Short term marriage with all this baggage? File and don't look back.

You are seeing her for who she is and that won't change. Why waste your life on this.

She's just gotten a bit uncomfortable with no where to go and she wants her plan B back for now but she'll leave again later.


----------



## Oscarquevedo83 (Jul 31, 2016)

Thank you for replying, is being really hard for me, but I'm getting stronger day by day, but in the weekends is when i get a little more sad and depressed, we have only 43 days separate, and preparing myself for divorce, because i know that she is not the person that i fall in love. She told me that she erase some photos and my family from Facebook, because she don't want stuff that reminds me, and i did the same a few weeks ago. But she still wants us to share the car ensurance and the phone too. I'm just waiting to get the separation papers signed to be able to divide all my stuff from her, and then focus in the DP. Because I'm in virginia amd she is in miami. And i have to reques leave days for me be able to go there.


----------



## honcho (Oct 5, 2013)

Oscarquevedo83 said:


> Thank you for replying, is being really hard for me, but I'm getting stronger day by day, but in the weekends is when i get a little more sad and depressed, we have only 43 days separate, and preparing myself for divorce, because i know that she is not the person that i fall in love. She told me that she erase some photos and my family from Facebook, because she don't want stuff that reminds me, and i did the same a few weeks ago. But she still wants us to share the car ensurance and the phone too. I'm just waiting to get the separation papers signed to be able to divide all my stuff from her, and then focus in the DP. Because I'm in virginia amd she is in miami. And i have to reques leave days for me be able to go there.

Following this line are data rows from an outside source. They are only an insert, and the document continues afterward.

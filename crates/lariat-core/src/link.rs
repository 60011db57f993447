use crate::alias::Alias;
use jiff::Timestamp;
use serde::{Deserialize, Serialize};

/// A stored short link.
///
/// `visits` starts at 0 and only ever increases; `created_at` is set once
/// at creation. Whether the entry has expired is derived from
/// `created_at` and `permanent` by the expiration policy, never stored.
#[derive(Debug, Clone, PartialEq, Serialize, Deserialize)]
pub struct LinkEntry {
    /// The unique alias identifying this link.
    pub alias: Alias,
    /// Id of the owning user. A weak reference used for dashboard lookup,
    /// not ownership: deleting a user does not cascade here.
    pub user_id: String,
    /// The target URL the alias redirects to.
    pub url: String,
    /// Permanent links are exempt from the 7-day expiration.
    pub permanent: bool,
    /// Number of successful resolutions.
    pub visits: i64,
    /// When the link was created.
    pub created_at: Timestamp,
}

impl LinkEntry {
    /// Creates a fresh entry with a zeroed visit counter.
    pub fn new(
        alias: Alias,
        user_id: impl Into<String>,
        url: impl Into<String>,
        permanent: bool,
        created_at: Timestamp,
    ) -> Self {
        Self {
            alias,
            user_id: user_id.into(),
            url: url.into(),
            permanent,
            visits: 0,
            created_at,
        }
    }
}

Why would you take off days from work and go to florida? Just send her the paperwork for signature.


----------



## Oscarquevedo83 (Jul 31, 2016)

She still have a lot of stuff here at my house, i have everything packed, I want to go to florida, to file the D there, cause is faster than here in virginia, here it takes 6 months, florida is way fast, and i want visit my family also, I'm by myself here at my duty station.


----------



## BetrayedDad (Aug 8, 2013)

Oscarquevedo83 said:


> she was having and affair emotional with one of my co worker, A "friend", she is lesbian, and we are in the same platoon, cause I'm in the army. That completely destroyed me


Tell your commanding officer immediately. She can be disciplined severely for having an affair with another solider in her platoon.



Oscarquevedo83 said:


> And 2 days ago she called me, and she said that she miss the bed, her pillows and her wii, i told her that i will send it to her mother house


I miss my wii? LOL! What a fvcking loser, good answer though. Do mail it to her mom. In about 100 pieces....



Oscarquevedo83 said:


> I really need advise, Thank you


Dump the lesbian. She's a piece of trash. Bad enough trying to deal with another D. You can't offer her a V. It's over. Walk away.


----------



## Lon (Jun 6, 2011)

Takes 2 to be married but only one to divorce, and she has told you and is showing you she is done. You can't be married with someone that is checked out and not interested in making a marriage work so let her go gracefully, have the separation papers drafted by your attorney and hope to get as amicable separation as you can so you can move on with your own life as best you can. Good luck! sucks I know but everyone who has been through similar will advise you that you will be better off and have a more meaningful life in the long run.


----------



## arbitrator (Feb 13, 2012)

*File for divorce and put this piece of bad news squarely in the rear-view mirror! 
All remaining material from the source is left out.